One of the most fascinating aspects of the mentoring I do is figuring out what is buried underneath the comments and responses I get from my clients. As I ask questions to better understand what they mean, what I start to see very often is people closing doors to their future. Often a hidden belief that doesn’t make a lot of sense lurks underneath a lot of the decisions they’ve already made. My job as the marketing mentor is to help keep as many doors open as possible.
For example, a designer told me that she couldn’t attend the meetings of a local trade group chapter because a good friend of hers, also a designer, was already a member of that group. When we unpacked that idea, it turned out that she imagined that she couldn’t tread on her friend’s "territory." It reminded me of cowboy times; "This town’s not big enough for the both of us." When I questioned her about it, she started to see that maybe that wasn’t true, that maybe there was enough room there for 2 designers or that, at the very least, it was something she should discuss with her friend, rather than simply closing the door to a very appropriate trade group for her target market.

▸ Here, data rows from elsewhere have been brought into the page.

//! Client for the remote image generation API.

use serde::{Deserialize, Serialize};
use std::sync::mpsc::{self, Receiver, Sender, TryRecvError};
use std::thread::{self, JoinHandle};
use std::time::Duration;
use thiserror::Error;

use crate::config::GenerationConfig;
use crate::params::{GenerationParams, PREPROCESS_RESOLUTION};

#[derive(Debug, Error)]
pub enum GenerationError {
    #[error("request failed: {0}")]
    Transport(String),
    #[error("server answered with status {0}")]
    Status(u16),
    #[error("malformed response: {0}")]
    Malformed(#[from] serde_json::Error),
}

/// JSON body of a generation request
#[derive(Clone, Debug, Serialize)]
pub struct GenerationRequest {
    /// Scribble as a PNG data URL
    pub image: String,
    pub prompt: String,
    pub additional_prompt: String,
    pub negative_prompt: String,
    pub num_images: u32,
    pub image_resolution: u32,
    pub preprocess_resolution: u32,
    pub num_steps: u32,
    pub guidance_scale: f32,
    pub seed: u32,
}

impl GenerationRequest {
    pub fn new(image: String, params: &GenerationParams) -> Self {
        Self {
            image,
            prompt: params.prompt.clone(),
            additional_prompt: params.additional_prompt.clone(),
            negative_prompt: params.negative_prompt.clone(),
            num_images: params.num_images,
            image_resolution: params.image_resolution,
            preprocess_resolution: PREPROCESS_RESOLUTION,
            num_steps: params.num_steps,
            guidance_scale: params.guidance_scale,
            seed: params.effective_seed(),
        }
    }
}

#[derive(Deserialize, Debug)]
struct GenerationResponse {
    image: Vec<String>,
}

/// Turn a status code and body into image URLs
pub fn parse_response(status: u16, body: &str) -> Result<Vec<String>, GenerationError> {
    if !(200..300).contains(&status) {
        return Err(GenerationError::Status(status));
    }
    let response: GenerationResponse = serde_json::from_str(body)?;
    Ok(response.image)
}

pub trait ImageGenerator: Send {
    fn generate(&self, request: &GenerationRequest) -> Result<Vec<String>, GenerationError>;
}

/// Generator that POSTs to an HTTP endpoint
pub struct HttpGenerator {
    client: reqwest::blocking::Client,
    endpoint: String,
}

impl HttpGenerator {
    pub fn new(config: &GenerationConfig) -> anyhow::Result<Self> {
        let client = reqwest::blocking::Client::builder()
            .timeout(Duration::from_secs(config.timeout_secs))
            .build()?;
        Ok(Self {
            client,
            endpoint: config.endpoint.clone(),
        })
    }
}

impl ImageGenerator for HttpGenerator {
    fn generate(&self, request: &GenerationRequest) -> Result<Vec<String>, GenerationError> {
        log::info!(
            "Requesting {} image(s) from {} (seed={})",
            request.num_images,
            self.endpoint,
            request.seed
        );
        let response = self
            .client
            .post(&self.endpoint)
            .json(request)
            .send()
            .map_err(|e| GenerationError::Transport(e.to_string()))?;
        let status = response.status().as_u16();
        let body = response
            .text()
            .map_err(|e| GenerationError::Transport(e.to_string()))?;
        parse_response(status, &body)
    }
}

/// A finished request, tagged with the id it was submitted under
#[derive(Debug)]
pub struct Completion {
    pub id: u64,
    pub result: Result<Vec<String>, GenerationError>,
}

/// Runs generation requests off the UI thread.
///
/// Requests are processed one at a time in submission order; results are
/// picked up with [`GenerationWorker::poll`].
pub struct GenerationWorker {
    jobs: Option<Sender<(u64, GenerationRequest)>>,
    results: Receiver<Completion>,
    thread: Option<JoinHandle<()>>,
}

impl GenerationWorker {
    pub fn spawn<G: ImageGenerator + 'static>(generator: G) -> Self {
        let (job_tx, job_rx) = mpsc::channel::<(u64, GenerationRequest)>();
        let (result_tx, result_rx) = mpsc::channel::<Completion>();

        let thread = thread::spawn(move || {
            log::info!("Generation worker started");
            while let Ok((id, request)) = job_rx.recv() {
                let result = generator.generate(&request);
                if result_tx.send(Completion { id, result }).is_err() {
                    break;
                }
            }
            log::info!("Generation worker stopped");
        });

        Self {
            jobs: Some(job_tx),
            results: result_rx,
            thread: Some(thread),
        }
    }

    pub fn submit(&self, id: u64, request: GenerationRequest) {
        let sent = self
            .jobs
            .as_ref()
            .map(|jobs| jobs.send((id, request)).is_ok())
            .unwrap_or(false);
        if !sent {
            log::warn!("Generation worker is gone; request {} dropped", id);
        }
    }

    /// Next finished request, if any
    pub fn poll(&self) -> Option<Completion> {
        match self.results.try_recv() {
            Ok(completion) => Some(completion),
            Err(TryRecvError::Empty) => None,
            Err(TryRecvError::Disconnected) => None,
        }
    }
}

impl Drop for GenerationWorker {
    fn drop(&mut self) {
        // Closing the job channel ends the worker loop. An in-flight request is
        // left to finish on its own rather than blocking the UI on exit.
        self.jobs = None;
        if let Some(thread) = self.thread.take() {
            if thread.is_finished() {
                let _ = thread.join();
            }
        }
    }
}

#[cfg(test)]
mod tests {
    use super::*;
    use std::io::{BufRead, BufReader, Read, Write};
    use std::net::TcpListener;
    use std::time::Instant;

    fn request(seed: u32) -> GenerationRequest {
        let params = GenerationParams {
            prompt: "a cat".into(),
            seed,
            ..GenerationParams::default()
        };
        GenerationRequest::new("data:image/png;base64,AAAA".into(), &params)
    }

    #[test]
    fn request_body_has_every_field() {
        let body = serde_json::to_value(request(42)).unwrap();
        assert_eq!(body["image"], "data:image/png;base64,AAAA");
        assert_eq!(body["prompt"], "a cat");
        assert_eq!(body["additional_prompt"], "");
        assert_eq!(body["negative_prompt"], "");
        assert_eq!(body["num_images"], 3);
        assert_eq!(body["image_resolution"], 512);
        assert_eq!(body["preprocess_resolution"], 512);
        assert_eq!(body["num_steps"], 25);
        assert_eq!(body["guidance_scale"], 15.0);
        assert_eq!(body["seed"], 42);
    }

    #[test]
    fn parses_image_urls() {
        let urls = parse_response(200, r#"{"image":["a.png","b.png"]}"#).unwrap();
        assert_eq!(urls, vec!["a.png", "b.png"]);
    }

    #[test]
    fn non_success_status_is_an_error() {
        assert!(matches!(
            parse_response(502, r#"{"image":[]}"#),
            Err(GenerationError::Status(502))
        ));
    }

    #[test]
    fn malformed_body_is_an_error() {
        assert!(matches!(
            parse_response(200, r#"{"images":"nope"}"#),
            Err(GenerationError::Malformed(_))
        ));
    }

    struct Canned(Vec<String>);

    impl ImageGenerator for Canned {
        fn generate(&self, _request: &GenerationRequest) -> Result<Vec<String>, GenerationError> {
            Ok(self.0.clone())
        }
    }

    fn wait_for(worker: &GenerationWorker) -> Completion {
        let deadline = Instant::now() + Duration::from_secs(5);
        loop {
            if let Some(done) = worker.poll() {
                return done;
            }
            assert!(Instant::now() < deadline, "worker never answered");
            thread::sleep(Duration::from_millis(5));
        }
    }

    #[test]
    fn worker_returns_results_with_their_id() {
        let worker = GenerationWorker::spawn(Canned(vec!["x.png".into()]));
        assert!(worker.poll().is_none());

        worker.submit(7, request(42));
        let done = wait_for(&worker);
        assert_eq!(done.id, 7);
        assert_eq!(done.result.unwrap(), vec!["x.png"]);
    }

    /// Serve one HTTP response on a loopback socket and hand back the request body
    fn serve_once(status_line: &'static str, body: &'static str) -> (String, thread::JoinHandle<String>) {
        let listener = TcpListener::bind("127.0.0.1:0").unwrap();
        let url = format!("http://{}/generate", listener.local_addr().unwrap());
        let handle = thread::spawn(move || {
            let (stream, _) = listener.accept().unwrap();
            let mut reader = BufReader::new(stream);
            let mut content_length = 0usize;
            loop {
                let mut line = String::new();
                reader.read_line(&mut line).unwrap();
                if line == "\r\n" || line.is_empty() {
                    break;
                }
                let lower = line.to_ascii_lowercase();
                if let Some(value) = lower.strip_prefix("content-length:") {
                    content_length = value.trim().parse().unwrap();
                }
            }
            let mut request_body = vec![0u8; content_length];
            reader.read_exact(&mut request_body).unwrap();

            let mut stream = reader.into_inner();
            write!(
                stream,
                "{}\r\nContent-Type: application/json\r\nContent-Length: {}\r\nConnection: close\r\n\r\n{}",
                status_line,
                body.len(),
                body
            )
            .unwrap();
            String::from_utf8(request_body).unwrap()
        });
        (url, handle)
    }

    /// Loopback requests must not be routed through an ambient proxy
    fn loopback_generator(endpoint: String) -> HttpGenerator {
        HttpGenerator {
            client: reqwest::blocking::Client::builder()
                .no_proxy()
                .timeout(Duration::from_secs(10))
                .build()
                .unwrap(),
            endpoint,
        }
    }

    #[test]
    fn http_generator_posts_json_and_reads_urls() {
        let (endpoint, server) = serve_once("HTTP/1.1 200 OK", r#"{"image":["a.png","b.png"]}"#);
        let generator = loopback_generator(endpoint);

        let urls = generator.generate(&request(42)).unwrap();
        assert_eq!(urls, vec!["a.png", "b.png"]);

        let sent: serde_json::Value = serde_json::from_str(&server.join().unwrap()).unwrap();
        assert_eq!(sent["seed"], 42);
        assert_eq!(sent["preprocess_resolution"], 512);
    }

    #[test]
    fn hung_server_times_out_as_transport_failure() {
        let listener = TcpListener::bind("127.0.0.1:0").unwrap();
        let endpoint = format!("http://{}/generate", listener.local_addr().unwrap());
        let (release_tx, release_rx) = mpsc::channel::<()>();
        let server = thread::spawn(move || {
            // Accept, then hold the connection open without answering
            let (_stream, _) = listener.accept().unwrap();
            let _ = release_rx.recv_timeout(Duration::from_secs(10));
        });

        let generator = HttpGenerator {
            client: reqwest::blocking::Client::builder()
                .no_proxy()
                .timeout(Duration::from_millis(200))
                .build()
                .unwrap(),
            endpoint,
        };
        let result = generator.generate(&request(42));
        assert!(matches!(result, Err(GenerationError::Transport(_))), "got {:?}", result);

        let mut state = crate::state::SessionState::default();
        state.gallery = vec!["old.png".into()];
        let id = state.begin_generation().unwrap();
        assert!(state.finish_generation(id, result));
        assert_eq!(state.generate_label(), crate::state::GENERATE_IDLE_LABEL);
        assert_eq!(state.gallery, vec!["old.png"]);

        release_tx.send(()).unwrap();
        server.join().unwrap();
    }

    #[test]
    fn http_generator_reports_server_errors() {
        let (endpoint, server) = serve_once("HTTP/1.1 500 Internal Server Error", "oops");
        let generator = loopback_generator(endpoint);

        assert!(matches!(
            generator.generate(&request(42)),
            Err(GenerationError::Status(500))
        ));
        server.join().unwrap();
    }
}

Another client, a copywriter who had talked about building her business into one where she could subcontract to other writers, told me she didn’t think she could find other copywriters whose work was of a high enough quality who wouldn’t be charging exorbitant fees. Based on a single experience, she’d decided that the support she needed wasn’t out there and she would have to keep her business the size it is, to limit her business. I pointed out that just because one experience showed one thing didn’t mean that would always be the case. She has no idea who she will meet and what they’d be willing to do, especially if she’s getting the work for them. That door seems to be slightly more open at the moment.
How do you close your own doors? Can you tell when you’re doing it?